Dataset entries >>

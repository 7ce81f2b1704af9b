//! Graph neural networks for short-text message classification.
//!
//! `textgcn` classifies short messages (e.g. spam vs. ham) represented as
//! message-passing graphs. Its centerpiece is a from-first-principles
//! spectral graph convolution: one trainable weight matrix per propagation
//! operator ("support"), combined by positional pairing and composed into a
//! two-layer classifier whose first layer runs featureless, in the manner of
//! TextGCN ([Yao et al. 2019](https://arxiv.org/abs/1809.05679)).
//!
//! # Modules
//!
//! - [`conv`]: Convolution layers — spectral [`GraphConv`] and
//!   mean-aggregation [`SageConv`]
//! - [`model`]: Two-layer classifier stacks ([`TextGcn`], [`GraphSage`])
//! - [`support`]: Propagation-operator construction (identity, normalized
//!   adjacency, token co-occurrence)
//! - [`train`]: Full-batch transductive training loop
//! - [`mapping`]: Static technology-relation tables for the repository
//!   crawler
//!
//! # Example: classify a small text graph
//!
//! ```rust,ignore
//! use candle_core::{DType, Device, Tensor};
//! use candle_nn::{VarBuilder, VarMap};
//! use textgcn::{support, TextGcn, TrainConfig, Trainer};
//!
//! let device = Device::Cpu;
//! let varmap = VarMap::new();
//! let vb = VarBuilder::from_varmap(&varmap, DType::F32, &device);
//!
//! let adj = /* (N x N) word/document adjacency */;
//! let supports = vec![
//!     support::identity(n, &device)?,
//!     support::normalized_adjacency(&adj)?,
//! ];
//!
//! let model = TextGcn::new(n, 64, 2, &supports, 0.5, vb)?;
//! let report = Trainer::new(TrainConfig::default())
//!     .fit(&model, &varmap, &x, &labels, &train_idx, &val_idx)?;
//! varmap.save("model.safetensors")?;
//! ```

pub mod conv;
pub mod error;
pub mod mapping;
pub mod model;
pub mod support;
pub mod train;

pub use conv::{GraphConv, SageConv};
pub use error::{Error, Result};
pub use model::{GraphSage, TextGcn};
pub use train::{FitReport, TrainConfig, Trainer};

EXERCISE GOAL >> All lines from the one that contains "pub mod error;" to the end of the records above are to be copied exactly; leave out the rest.

SOLUTION FOR THIS TASK >>
pub mod error;
pub mod mapping;
pub mod model;
pub mod support;
pub mod train;

pub use conv::{GraphConv, SageConv};
pub use error::{Error, Result};
pub use model::{GraphSage, TextGcn};
pub use train::{FitReport, TrainConfig, Trainer};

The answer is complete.